Die Haggadah, also die Erzählung der Pessachgeschichte, beginnt zur Zeit Jakobs und seiner zwölf Söhne – vor etwa 3700 Jahren.

„Sie wohnten im Lande Kanaan, dem späteren Israel. Während einer Hungersnot wanderte Jakob mit seiner Familie nach Ägypten aus, denn dort gab es Nahrung in Hülle und Fülle. In Ägypten lebte bereits Josef, einer der Söhne Jakobs, der einen hohen Posten beim Pharao inne hatte. Dies war der Anfang einer 400-jährigen gemeinsamen Geschichte zwischen Juden und Ägyptern.“

Anfangs erfreuten sich die Juden vieler Privilegien und lebten im Wohlstand. Doch nach einiger Zeit herrschten andere Pharaonen, die die wachsende Zahl der Kinder Israels in ihrer Mitte fürchteten. Gesetze wurden nach und nach erlassen, um deren weitere Ausbreitung einzudämmen und sie zu tyrannisieren. So wurden die Juden allmählich in die totale Sklaverei geführt. Die Knechtschaft sollte insgesamt 200 Jahre andauern – unter ihr entstanden prächtige Bauwerke in Ägypten, die Pyramiden.

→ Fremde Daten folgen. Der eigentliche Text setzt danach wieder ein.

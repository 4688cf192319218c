use serde::{Deserialize, Serialize};

use super::PropertyId;
use crate::domain::services::payload::Payload;

/// Tokens minted to a crowdsale participant by a simple send
#[derive(Debug, Clone, PartialEq, Eq, Serialize, Deserialize)]
pub struct CrowdsalePurchase {
    pub property_id: PropertyId,
    pub tokens: i64,
    pub issuer_tokens: i64,
}

/// One property moved by a send-all transaction
#[derive(Debug, Clone, PartialEq, Eq, Serialize, Deserialize)]
pub struct SubSend {
    pub property_id: PropertyId,
    pub amount: i64,
}

/// Effects of a valid transaction beyond its decoded fields
#[derive(Debug, Clone, Default, PartialEq, Eq, Serialize, Deserialize)]
pub struct TxDetails {
    /// Property created by an issuance
    #[serde(skip_serializing_if = "Option::is_none")]
    pub created_property: Option<PropertyId>,
    #[serde(skip_serializing_if = "Option::is_none")]
    pub purchase: Option<CrowdsalePurchase>,
    #[serde(skip_serializing_if = "Vec::is_empty", default)]
    pub sub_sends: Vec<SubSend>,
    #[serde(skip_serializing_if = "Option::is_none")]
    pub sto_recipients: Option<usize>,
    #[serde(skip_serializing_if = "Option::is_none")]
    pub sto_fee: Option<i64>,
}

/// Verdict and decoded content of a transaction seen in a block
#[derive(Debug, Clone, PartialEq, Eq, Serialize, Deserialize)]
pub struct TransactionRecord {
    pub txid: String,
    pub sender: String,
    pub reference: Option<String>,
    pub block_height: u32,
    pub block_hash: String,
    pub block_time: i64,
    /// Index among the metadata transactions of the block
    pub position: u32,
    pub tx_type: Option<u16>,
    pub version: Option<u16>,
    pub type_name: String,
    pub valid: bool,
    pub invalid_reason: Option<String>,
    pub payload: Option<Payload>,
    pub details: TxDetails,
}
use std::sync::Arc;
use tokio::sync::RwLock;
use tokio::time::{sleep, Duration};

use metalayer_indexer::application::engine::{ConsensusEngine, EngineQueries};
use metalayer_indexer::application::indexer::{BlockProcessor, ChainFollower, ChainProcessor};
use metalayer_indexer::config::{AppConfig, ChainSourceKind};
use metalayer_indexer::infrastructure::chain::{BlockSource, LocalChain, NodeBlockSource};
use metalayer_indexer::infrastructure::persistence::StateStore;
use metalayer_indexer::infrastructure::web::{start_server, AppState};
use metalayer_indexer::utils::logging;

#[tokio::main]
async fn main() -> anyhow::Result<()> {
    logging::init_logger();

    let config = AppConfig::from_env();
    let network = config.chain.network.name();
    logging::log_info(&format!(
        "Metalayer indexer v{} on {}",
        env!("CARGO_PKG_VERSION"),
        network
    ));

    // Block source
    let (source, local_chain): (Arc<dyn BlockSource>, Option<Arc<LocalChain>>) =
        match config.chain.source {
            ChainSourceKind::Node => {
                logging::log_node_connection_details(
                    &config.chain.host,
                    &config.chain.port,
                    &config.chain.username,
                    network,
                );
                (Arc::new(NodeBlockSource::new(&config.chain)?), None)
            }
            ChainSourceKind::Local => {
                let chain = Arc::new(LocalChain::new(chrono::Utc::now().timestamp()));
                spawn_local_miner(chain.clone(), config.chain.local_block_interval_ms);
                (chain.clone(), Some(chain))
            }
        };

    // Engine, resumed from the snapshot when following a node.
    // The local chain lives in memory, so its state always starts fresh.
    let store = StateStore::new(&config.indexer.state_file, network);
    let engine = match (&config.chain.source, store.load().await) {
        (ChainSourceKind::Node, Ok(Some(snapshot))) => {
            logging::log_state_store_details(&config.indexer.state_file);
            ConsensusEngine::from_snapshot(
                config.consensus.clone(),
                config.engine.clone(),
                snapshot,
            )
        }
        (ChainSourceKind::Node, Err(e)) => {
            return Err(anyhow::anyhow!(
                "Failed to load state from {}: {}",
                config.indexer.state_file,
                e
            ));
        }
        _ => ConsensusEngine::new(config.consensus.clone(), config.engine.clone()),
    };
    let engine = Arc::new(RwLock::new(engine));

    // Follower
    let processor = BlockProcessor::new(source.clone(), engine.clone(), network);
    let mut follower = ChainFollower::new(processor, &config.indexer);
    if config.chain.source == ChainSourceKind::Node {
        follower = follower.with_store(store);
    }
    let follower_handle = tokio::spawn(async move { follower.start_processing().await });

    // Query API
    let state = AppState {
        queries: EngineQueries::new(engine),
        local_chain,
        source_name: source.source_name(),
        network: network.to_string(),
    };
    let web_config = config.web.clone();
    let server_handle = tokio::spawn(async move { start_server(&web_config, state).await });

    tokio::select! {
        result = follower_handle => {
            result??;
        }
        result = server_handle => {
            result??;
        }
        _ = tokio::signal::ctrl_c() => {
            logging::log_info("Shutting down");
        }
    }
    Ok(())
}

/// Mine the local pool on a fixed interval, stamping blocks with wall clock time
fn spawn_local_miner(chain: Arc<LocalChain>, interval_ms: u64) {
    tokio::spawn(async move {
        loop {
            sleep(Duration::from_millis(interval_ms.max(1))).await;
            let tip_time = chain.tip().await.time;
            let time = chrono::Utc::now().timestamp().max(tip_time + 1);
            let block = chain.mine_block_with_time(time).await;
            logging::log_debug(&format!(
                "⛏️ Mined local block {} with {} transactions",
                block.height,
                block.transactions.len()
            ));
        }
    });
}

An diese Knechtschaft und die bittere Zeit für die Juden in Ägypten erinnert am Sederabend viel: In einer ganz bestimmten Reihenfolge werden bestimmte Speisen eingenommen, die von symbolischer Bedeutung sind:

„Die Mazzah“

Das ungesäuerte Brot. Es erinnert an die Hast, mit der die Vorfahren Ägypten verlassen mussten, sodass keine Zeit blieb, gesäuertes Brot zu backen. Außerdem stellt die Mazzah das ‚Armenbrot‘ dar, dass die Juden in Ägypten aßen.

„Charosset“

Ein Fruchtmus, eine Mischung aus Datteln, Äpfeln, Honig, Feigen, Nüssen und Gewürzen. Es versinnbildlicht den Mörtel, den die Juden zum Bau der ägyptischen Städte verwendeten.

„Karpas“

Gemüse, das den Frühling und den Geist der Hoffnung symbolisiert. Frischer Sellerie, Petersilie oder gekochte Kartoffeln werden hierzu benutzt.

„Ein hartgekochtes Ei“

Es erinnert an die Zerstörung des Tempels in Jerusalem. Das Ei ist das traditionelle jüdische Symbol der Trauer.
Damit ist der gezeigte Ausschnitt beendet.